■ YOUR OBJECTIVE:
Below is a block of entries; repeat exactly the lines starting at the line that contains "used by the" and ending at the line that contains "use crate::auth::users::User;", both included.

■ INPUT DATA:
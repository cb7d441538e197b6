//! 수집 파이프라인 기본 타입 정의.

use chrono::NaiveDate;
use serde::{Deserialize, Serialize};

/// 수집 대상 유니버스 구분.
#[derive(Debug, Clone, Copy, PartialEq, Eq, Hash, Serialize, Deserialize)]
pub enum InstrumentKind {
    /// 개별 주식
    Stock,
    /// 상장지수펀드
    Etf,
}

impl InstrumentKind {
    /// 유니버스별 데이터베이스 파일명.
    ///
    /// 유니버스마다 독립된 단일 파일 저장소를 사용합니다.
    pub fn db_file_name(&self) -> &'static str {
        match self {
            Self::Stock => "stocks.db",
            Self::Etf => "etf.db",
        }
    }

    /// 로그 출력용 이름.
    pub fn as_str(&self) -> &'static str {
        match self {
            Self::Stock => "stock",
            Self::Etf => "etf",
        }
    }
}

impl std::fmt::Display for InstrumentKind {
    fn fmt(&self, f: &mut std::fmt::Formatter<'_>) -> std::fmt::Result {
        write!(f, "{}", self.as_str())
    }
}

/// 데이터 제공자의 상장 종목 목록 엔드포인트가 반환하는 원시 레코드.
///
/// 필드 누락이 흔하므로 심볼 외에는 모두 Option 으로 받습니다.
#[derive(Debug, Clone, Default, Serialize, Deserialize)]
pub struct RawListing {
    /// 티커 심볼
    pub symbol: String,
    /// 종목명
    #[serde(default)]
    pub name: Option<String>,
    /// 거래소 전체 이름
    #[serde(default)]
    pub exchange: Option<String>,
    /// 거래소 약칭 (NYSE, NASDAQ, XETRA 등)
    #[serde(rename = "exchangeShortName", default)]
    pub exchange_short_name: Option<String>,
    /// 종목 유형 (stock, etf, trust 등)
    #[serde(rename = "type", default)]
    pub instrument_type: Option<String>,
}

/// 일봉 OHLC 데이터 포인트.
#[derive(Debug, Clone, PartialEq, Serialize, Deserialize)]
pub struct OhlcBar {
    /// 거래일
    pub date: NaiveDate,
    /// 시가
    pub open: f64,
    /// 고가
    pub high: f64,
    /// 저가
    pub low: f64,
    /// 종가
    pub close: f64,
    /// 거래량
    pub volume: i64,
    /// 전일 대비 등락률 (%)
    pub change_percent: f64,
}

impl OhlcBar {
    /// 제공자의 historical 항목 JSON 에서 파싱.
    ///
    /// 날짜가 없거나 형식이 다르면 None (해당 항목은 건너뜀).
    /// 가격 필드 누락은 0 으로 처리합니다.
    pub fn from_json(entry: &serde_json::Value) -> Option<Self> {
        let date = entry.get("date")?.as_str()?;
        let date = NaiveDate::parse_from_str(date, "%Y-%m-%d").ok()?;

        Some(Self {
            date,
            open: entry.get("open").and_then(|v| v.as_f64()).unwrap_or(0.0),
            high: entry.get("high").and_then(|v| v.as_f64()).unwrap_or(0.0),
            low: entry.get("low").and_then(|v| v.as_f64()).unwrap_or(0.0),
            close: entry.get("close").and_then(|v| v.as_f64()).unwrap_or(0.0),
            volume: entry.get("volume").and_then(|v| v.as_i64()).unwrap_or(0),
            change_percent: entry
                .get("changePercent")
                .and_then(|v| v.as_f64())
                .unwrap_or(0.0),
        })
    }
}

#[cfg(test)]
mod tests {
    use super::*;
    use serde_json::json;

    #[test]
    fn test_raw_listing_deserialize() {
        let listing: RawListing = serde_json::from_value(json!({
            "symbol": "AAPL",
            "name": "Apple Inc.",
            "exchange": "NASDAQ Global Select",
            "exchangeShortName": "NASDAQ",
            "type": "stock"
        }))
        .unwrap();

        assert_eq!(listing.symbol, "AAPL");
        assert_eq!(listing.exchange_short_name.as_deref(), Some("NASDAQ"));
        assert_eq!(listing.instrument_type.as_deref(), Some("stock"));
    }

    #[test]
    fn test_raw_listing_missing_fields() {
        let listing: RawListing =
            serde_json::from_value(json!({ "symbol": "XYZ" })).unwrap();

        assert_eq!(listing.symbol, "XYZ");
        assert!(listing.name.is_none());
        assert!(listing.exchange_short_name.is_none());
    }

    #[test]
    fn test_ohlc_bar_from_json() {
        let bar = OhlcBar::from_json(&json!({
            "date": "2024-01-03",
            "open": 184.22,
            "high": 185.88,
            "low": 183.43,
            "close": 184.25,
            "volume": 58414500i64,
            "changePercent": 0.0163
        }))
        .unwrap();

        assert_eq!(bar.date, NaiveDate::from_ymd_opt(2024, 1, 3).unwrap());
        assert_eq!(bar.close, 184.25);
        assert_eq!(bar.volume, 58414500);
    }

    #[test]
    fn test_ohlc_bar_missing_date_is_skipped() {
        assert!(OhlcBar::from_json(&json!({ "open": 1.0 })).is_none());
        assert!(OhlcBar::from_json(&json!({ "date": "03/01/2024" })).is_none());
    }

    #[test]
    fn test_ohlc_bar_missing_price_defaults_to_zero() {
        let bar = OhlcBar::from_json(&json!({ "date": "2024-01-03" })).unwrap();
        assert_eq!(bar.open, 0.0);
        assert_eq!(bar.volume, 0);
    }
}
/**
 * Authentication Handler Types
 *
 * This module defines the request and response types used by the
 * authentication handlers. These types are shared across the register,
 * login, and get_me handlers.
 */

use serde::{Deserialize, Serialize};

use crate::auth::users::User;

/// Registration request
#[derive(Deserialize, Serialize, Debug)]
pub struct RegisterRequest {
    /// User's email address
    pub email: String,
    /// User's password (hashed before storage)
    pub password: String,
    /// Display name
    pub name: String,
}

/// Login request
#[derive(Deserialize, Serialize, Debug)]
pub struct LoginRequest {
    /// User's email address
    pub email: String,
    /// User's password (verified against the stored hash)
    pub password: String,
}

/// Auth response
///
/// Returned by the register and login handlers. Contains the bearer
/// token and the user projection for immediate authentication.
#[derive(Serialize, Deserialize, Debug)]
pub struct AuthResponse {
    /// Signed bearer token (24-hour expiration)
    pub token: String,
    /// User information (without sensitive data)
    pub user: UserResponse,
}

/// User response (without sensitive data)
///
/// The password hash is never part of a response.
#[derive(Serialize, Deserialize, Debug, Clone)]
pub struct UserResponse {
    /// User's unique ID
    pub id: String,
    /// User's email address
    pub email: String,
    /// Display name
    pub name: String,
}

impl From<&User> for UserResponse {
    fn from(user: &User) -> Self {
        Self {
            id: user.id.to_string(),
            email: user.email.clone(),
            name: user.name.clone(),
        }
    }
}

■ REPLY TO THE EXERCISE:
 * This module defines the request and response types used by the
 * authentication handlers. These types are shared across the register,
 * login, and get_me handlers.
 */

use serde::{Deserialize, Serialize};

use crate::auth::users::User;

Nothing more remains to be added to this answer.